Жена, услышав шум в спальне, вбежала с телеграммой в руках.

– От Елецкого, – проговорила она, целуя мужа.

Кольцов жадно схватил телеграмму:

«Из ваших вариантов останавливаюсь на линии прошлого лета. О радиусе и тоннели при теперешних условиях не может быть и речи».

Вежливый тон телеграммы успокоил Кольцова.

– Ну, вот это ответ. По крайней мере никакой пищи нет досужим сплетникам. Ясно, что в одном и том же месте двух линий сразу нельзя выбрать, а так как обе мои, то ничего и обидного нет. За эту деликатность я ужасно люблю Елецкого, – говорил Кольцов повеселевшим тоном.

Жена Кольцова тоже просияла, увидев, какое действие произвела телеграмма на мужа.

За чаем Кольцов сказал ей, что решил сам ехать.

– Без разрешения? – спросила, испугавшись, жена.

Кольцов не ответил, так как и сам не знал, как быть.

С одной стороны, нужно было торопиться, а разрешение затягивало отъезд, да и сомнительна была возможность его получения в данный момент, с другой – ехать без разрешения было невежливо и, пожалуй, рисковало.

– Могу испортить все дело. Он сам такой деликатный и терпеть не может неделикатности в других.

Решено было так. Кольцов телеграфировал Вельскому, чтоб тот действовал в смысле вызова его, Кольцова, для личных объяснений. Елецкому Кольцов послал телеграмму в двести пятьдесят слов. Тон телеграммы мало было бы назвать горячим. Страстные доводы Кольцов закончил следующими словами: «Прошу извинить за настойчивость, необходимость варианта настолько очевидна, что не может пройти незамеченным. Во избежание справедливых нареканий в будущем вынужден беспокоить вас просьбой разрешить лично приехать».

К вечеру Кольцов получил следующий ответ:

«Ваша телеграмма не переменила моего решения.
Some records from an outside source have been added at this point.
use crate::scoring::models::{Points, ScoreThreshold};

/// Evaluated top to bottom; the first bound the distance does not exceed wins.
pub const SCORE_THRESHOLDS: [ScoreThreshold; 5] = [
    ScoreThreshold {
        max_distance_km: 0.05,
        points: 5,
    },
    ScoreThreshold {
        max_distance_km: 0.1,
        points: 4,
    },
    ScoreThreshold {
        max_distance_km: 0.2,
        points: 3,
    },
    ScoreThreshold {
        max_distance_km: 0.5,
        points: 2,
    },
    ScoreThreshold {
        max_distance_km: 1.0,
        points: 1,
    },
];
pub const NO_POINTS: Points = 0;
pub const MAX_USERNAME_LENGTH: usize = 32;
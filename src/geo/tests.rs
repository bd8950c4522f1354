use crate::geo::errors::CoordinateError;
use crate::geo::models::GeoPoint;
use crate::geo::{distance, round_to_tenth};

const HANOI_CENTER: GeoPoint = GeoPoint {
    lat: 21.0285,
    lng: 105.8542,
};

// Meters covered by one degree of arc with the nautical-mile constant chain.
const METERS_PER_DEGREE: f64 = 60.0 * 1.1515 * 1609.34;

fn north_of_hanoi(meters: f64) -> GeoPoint {
    GeoPoint::new(HANOI_CENTER.lat + meters / METERS_PER_DEGREE, HANOI_CENTER.lng)
}

#[test]
fn test_identical_points_are_zero_apart() {
    assert_eq!(distance(HANOI_CENTER, HANOI_CENTER), 0.0);
    let pole = GeoPoint::new(-90.0, 180.0);
    assert_eq!(distance(pole, pole), 0.0);
}

#[test]
fn test_distance_is_symmetric() {
    let pairs = [
        (HANOI_CENTER, GeoPoint::new(10.7769, 106.7009)),
        (GeoPoint::new(16.0544, 108.2022), GeoPoint::new(11.9404, 108.4583)),
        (GeoPoint::new(-33.8688, 151.2093), GeoPoint::new(51.5074, -0.1278)),
        (GeoPoint::new(0.0, -179.9), GeoPoint::new(0.0, 179.9)),
    ];
    for (a, b) in pairs {
        assert_eq!(distance(a, b), distance(b, a), "{a:?} <-> {b:?}");
    }
}

#[test]
fn test_distance_is_non_negative() {
    let points = [
        HANOI_CENTER,
        GeoPoint::new(90.0, 0.0),
        GeoPoint::new(-90.0, 0.0),
        GeoPoint::new(0.0, 180.0),
        GeoPoint::new(0.0, -180.0),
        GeoPoint::new(45.0, 45.0),
    ];
    for a in points {
        for b in points {
            assert!(distance(a, b) >= 0.0, "{a:?} -> {b:?}");
        }
    }
}

#[test]
fn test_small_offsets_from_hanoi() {
    let thirty = distance(north_of_hanoi(30.0), HANOI_CENTER);
    assert!((thirty - 30.0).abs() < 0.5, "got {thirty}");

    let seventy_five = distance(north_of_hanoi(75.0), HANOI_CENTER);
    assert!((seventy_five - 75.0).abs() < 0.5, "got {seventy_five}");

    let hundred_fifty = distance(north_of_hanoi(150.0), HANOI_CENTER);
    assert!((hundred_fifty - 150.0).abs() < 0.5, "got {hundred_fifty}");

    let two_km = distance(north_of_hanoi(2000.0), HANOI_CENTER);
    assert!((two_km - 2000.0).abs() < 0.5, "got {two_km}");
}

#[test]
fn test_hundredth_of_a_degree_north_of_hanoi() {
    let meters = distance(HANOI_CENTER, GeoPoint::new(21.0385, 105.8542));
    assert!((meters - 1112.0).abs() < 2.0, "got {meters}");
}

#[test]
fn test_ten_degrees_along_the_equator() {
    let meters = distance(GeoPoint::new(0.0, 0.0), GeoPoint::new(0.0, 10.0));
    assert!((meters - 1_111_893.0).abs() < 1.0, "got {meters}");
}

#[test]
fn test_result_is_rounded_to_one_decimal() {
    let meters = distance(north_of_hanoi(123.456), HANOI_CENTER);
    assert_eq!((meters * 10.0).round() / 10.0, meters);
}

#[test]
fn test_antipodal_and_extreme_inputs_stay_finite() {
    let cases = [
        (GeoPoint::new(90.0, 0.0), GeoPoint::new(-90.0, 0.0)),
        (GeoPoint::new(0.0, 180.0), GeoPoint::new(0.0, -180.0)),
        (GeoPoint::new(0.0, 0.0), GeoPoint::new(0.0, 180.0)),
        (GeoPoint::new(90.0, 180.0), GeoPoint::new(-90.0, -180.0)),
        (GeoPoint::new(90.0, -180.0), GeoPoint::new(90.0, 180.0)),
    ];
    for (a, b) in cases {
        let meters = distance(a, b);
        assert!(meters.is_finite(), "{a:?} -> {b:?} gave {meters}");
        assert!(meters >= 0.0);
    }
    let half_circumference = distance(GeoPoint::new(0.0, 0.0), GeoPoint::new(0.0, 180.0));
    assert!((half_circumference - 180.0 * METERS_PER_DEGREE).abs() < 1.0);
}

#[test]
fn test_nan_passes_through() {
    assert!(distance(GeoPoint::new(f64::NAN, 105.8542), HANOI_CENTER).is_nan());
}

#[test]
fn test_repeated_calls_are_bit_identical() {
    let guess = GeoPoint::new(21.0301, 105.8477);
    let first = distance(guess, HANOI_CENTER);
    for _ in 0..100 {
        assert_eq!(distance(guess, HANOI_CENTER).to_bits(), first.to_bits());
    }
}

#[test]
fn test_validate_accepts_range_edges() {
    assert!(GeoPoint::new(90.0, 180.0).validate().is_ok());
    assert!(GeoPoint::new(-90.0, -180.0).validate().is_ok());
    assert!(HANOI_CENTER.validate().is_ok());
}

#[test]
fn test_validate_rejects_out_of_range_and_non_finite() {
    assert_eq!(
        GeoPoint::new(90.5, 0.0).validate(),
        Err(CoordinateError::LatitudeOutOfRange(90.5))
    );
    assert_eq!(
        GeoPoint::new(0.0, -180.01).validate(),
        Err(CoordinateError::LongitudeOutOfRange(-180.01))
    );
    assert!(GeoPoint::new(f64::NAN, 0.0).validate().is_err());
    assert!(GeoPoint::new(0.0, f64::INFINITY).validate().is_err());
}

#[test]
fn test_rounding_to_tenth_goes_away_from_zero_on_halves() {
    assert_eq!(round_to_tenth(0.25), 0.3);
    assert_eq!(round_to_tenth(1.45), 1.5);
    assert_eq!(round_to_tenth(1.44), 1.4);
    assert_eq!(round_to_tenth(1111.8957), 1111.9);
}
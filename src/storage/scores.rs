use crate::scoring::models::ScoreRecord;
use crate::storage::consts::DEFAULT_MAX_STORED_SESSIONS;
use crate::storage::interface::{IScoreStorage, ScoreRepo};
use std::collections::{HashMap, VecDeque};
use std::sync::Arc;
use tokio::sync::RwLock;

/// Keeps at most `capacity` records; once full, the oldest session is dropped first.
#[derive(Clone)]
pub struct HashMapScoreStorage {
    storage: Arc<RwLock<StoredScores>>,
    capacity: usize,
}

#[derive(Default)]
struct StoredScores {
    records: HashMap<String, ScoreRecord>,
    insertion_order: VecDeque<String>,
}

impl HashMapScoreStorage {
    pub fn with_capacity(capacity: usize) -> Self {
        Self {
            storage: Arc::new(RwLock::new(StoredScores::default())),
            capacity: capacity.max(1),
        }
    }
}

impl Default for HashMapScoreStorage {
    fn default() -> Self {
        Self::with_capacity(DEFAULT_MAX_STORED_SESSIONS)
    }
}

impl IScoreStorage for HashMapScoreStorage {}

impl ScoreRepo for HashMapScoreStorage {
    async fn save(&self, record: ScoreRecord) {
        let mut storage = self.storage.write().await;
        let session_id = record.session_id.clone();
        if storage.records.insert(session_id.clone(), record).is_some() {
            return;
        }
        storage.insertion_order.push_back(session_id);
        while storage.insertion_order.len() > self.capacity {
            if let Some(oldest) = storage.insertion_order.pop_front() {
                storage.records.remove(&oldest);
            }
        }
    }

    async fn get(&self, session_id: &str) -> Option<ScoreRecord> {
        self.storage.read().await.records.get(session_id).cloned()
    }

    async fn count(&self) -> usize {
        self.storage.read().await.records.len()
    }
}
Если считаете необходимым, приезжайте».

Кольцов выехал в ночь.

Оставлял он семью с тяжелым чувством. Кашель у Коки становился все сильнее. В самый момент выезда сильный припадок так ослабил мальчика, что он весь посинел и впал в легкий обморок. Такого припадка еще не было.

Тяжелое предчувствие недоброго конца этой болезни первый раз закралось в душу Кольцова. Всем существом рвануло его к сыну, он забыл все на свете, схватил его на руки, прильнул к его исхудалому личику, и горькие слезы полились из глаз. Прощанье было подавляющее и тяжелое. Никогда еще Кольцов не оставлял свою семью угнетенным чувством тоски и сознания своего бессилия что-нибудь изменить из предназначенного судьбой. Первый раз после долгих лет рука его поднялась, чтоб осенить своего маленького сына крестом.

– Да хранит тебя господь! – с глубоким чувством проговорил он.

Кольцов остановился в квартире Вельского, Дубровина и Денисова.

Компания рассказала ему, что «Елька» страшно взбешен и против варианта. На торгах линия осталась за Бжезовским, и распорядителем работ был приглашен Делори. Делори тоже высказался против варианта, указывая на слабую его сторону – захват реки, и немало содействовал тому, что вариант Кольцова был забракован.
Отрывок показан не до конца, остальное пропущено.